(Stored items)
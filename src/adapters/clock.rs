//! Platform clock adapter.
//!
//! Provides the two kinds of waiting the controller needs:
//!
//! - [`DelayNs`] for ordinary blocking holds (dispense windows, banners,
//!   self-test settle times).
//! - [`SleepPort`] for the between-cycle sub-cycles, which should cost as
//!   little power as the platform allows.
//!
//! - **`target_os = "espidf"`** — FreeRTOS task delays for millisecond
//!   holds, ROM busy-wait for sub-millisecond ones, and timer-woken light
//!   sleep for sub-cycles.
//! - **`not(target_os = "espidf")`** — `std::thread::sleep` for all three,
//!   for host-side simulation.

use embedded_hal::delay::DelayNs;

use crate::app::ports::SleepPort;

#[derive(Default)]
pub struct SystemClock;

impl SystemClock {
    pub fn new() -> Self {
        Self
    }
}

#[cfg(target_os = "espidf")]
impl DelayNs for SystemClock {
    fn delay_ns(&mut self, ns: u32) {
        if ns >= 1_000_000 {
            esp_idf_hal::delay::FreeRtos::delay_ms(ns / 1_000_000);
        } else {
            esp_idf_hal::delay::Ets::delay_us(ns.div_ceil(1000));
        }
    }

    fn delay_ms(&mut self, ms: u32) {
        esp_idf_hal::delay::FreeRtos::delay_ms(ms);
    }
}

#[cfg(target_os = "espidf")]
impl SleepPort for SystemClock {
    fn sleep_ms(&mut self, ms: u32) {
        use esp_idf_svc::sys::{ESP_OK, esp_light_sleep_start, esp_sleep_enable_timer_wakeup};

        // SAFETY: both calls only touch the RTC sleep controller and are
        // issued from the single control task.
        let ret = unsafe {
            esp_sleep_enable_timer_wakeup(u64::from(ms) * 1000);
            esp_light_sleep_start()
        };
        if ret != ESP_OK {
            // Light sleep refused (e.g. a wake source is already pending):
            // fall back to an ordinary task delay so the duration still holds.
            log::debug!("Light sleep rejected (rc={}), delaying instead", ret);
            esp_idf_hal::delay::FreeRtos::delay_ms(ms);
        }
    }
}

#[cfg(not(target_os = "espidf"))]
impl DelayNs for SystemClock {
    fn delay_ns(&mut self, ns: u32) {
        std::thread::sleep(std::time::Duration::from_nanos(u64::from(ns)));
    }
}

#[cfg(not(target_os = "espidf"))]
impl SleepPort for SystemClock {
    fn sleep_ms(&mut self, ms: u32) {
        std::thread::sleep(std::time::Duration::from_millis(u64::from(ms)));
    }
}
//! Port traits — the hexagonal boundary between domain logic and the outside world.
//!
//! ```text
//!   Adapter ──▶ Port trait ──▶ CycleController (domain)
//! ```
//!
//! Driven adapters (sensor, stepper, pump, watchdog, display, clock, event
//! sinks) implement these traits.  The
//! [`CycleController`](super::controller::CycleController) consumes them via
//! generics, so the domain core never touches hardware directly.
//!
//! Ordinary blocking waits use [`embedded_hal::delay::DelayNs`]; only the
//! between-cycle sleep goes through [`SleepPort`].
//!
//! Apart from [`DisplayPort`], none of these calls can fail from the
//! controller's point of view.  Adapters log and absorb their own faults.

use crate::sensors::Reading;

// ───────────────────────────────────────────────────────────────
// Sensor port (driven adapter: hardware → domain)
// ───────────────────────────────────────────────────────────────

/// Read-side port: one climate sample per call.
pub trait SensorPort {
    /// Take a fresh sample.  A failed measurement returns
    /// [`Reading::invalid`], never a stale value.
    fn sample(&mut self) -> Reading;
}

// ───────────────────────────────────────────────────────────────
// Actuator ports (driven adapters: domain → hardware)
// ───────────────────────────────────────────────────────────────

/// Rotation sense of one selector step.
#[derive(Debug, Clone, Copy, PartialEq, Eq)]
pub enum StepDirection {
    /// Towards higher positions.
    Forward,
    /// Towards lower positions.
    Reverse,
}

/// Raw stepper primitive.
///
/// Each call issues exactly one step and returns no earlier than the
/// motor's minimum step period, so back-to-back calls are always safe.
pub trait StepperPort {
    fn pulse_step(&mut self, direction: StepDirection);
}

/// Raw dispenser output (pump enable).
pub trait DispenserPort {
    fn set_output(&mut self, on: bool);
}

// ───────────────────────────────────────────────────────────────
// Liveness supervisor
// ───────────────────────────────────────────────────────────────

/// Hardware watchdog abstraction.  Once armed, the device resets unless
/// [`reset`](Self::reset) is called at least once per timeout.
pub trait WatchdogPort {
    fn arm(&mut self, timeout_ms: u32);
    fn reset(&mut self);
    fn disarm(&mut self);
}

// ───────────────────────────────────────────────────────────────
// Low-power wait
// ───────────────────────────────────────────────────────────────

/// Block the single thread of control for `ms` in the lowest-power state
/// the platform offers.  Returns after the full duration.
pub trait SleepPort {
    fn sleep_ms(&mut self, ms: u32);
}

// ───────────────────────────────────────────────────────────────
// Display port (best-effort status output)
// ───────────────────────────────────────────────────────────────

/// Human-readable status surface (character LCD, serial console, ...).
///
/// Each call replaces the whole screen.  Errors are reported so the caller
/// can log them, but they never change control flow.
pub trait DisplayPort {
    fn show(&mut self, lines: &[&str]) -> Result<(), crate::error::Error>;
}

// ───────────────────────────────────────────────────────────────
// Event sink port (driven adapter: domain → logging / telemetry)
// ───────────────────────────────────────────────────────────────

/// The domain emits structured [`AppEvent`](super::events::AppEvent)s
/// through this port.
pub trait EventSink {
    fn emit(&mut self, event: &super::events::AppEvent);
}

**Goal of the exercise:**
In the entries above, find each line with the string "CycleController" and copy it.

**Answer to the problem:**
//!   Adapter ──▶ Port trait ──▶ CycleController (domain)
//! [`CycleController`](super::controller::CycleController) consumes them via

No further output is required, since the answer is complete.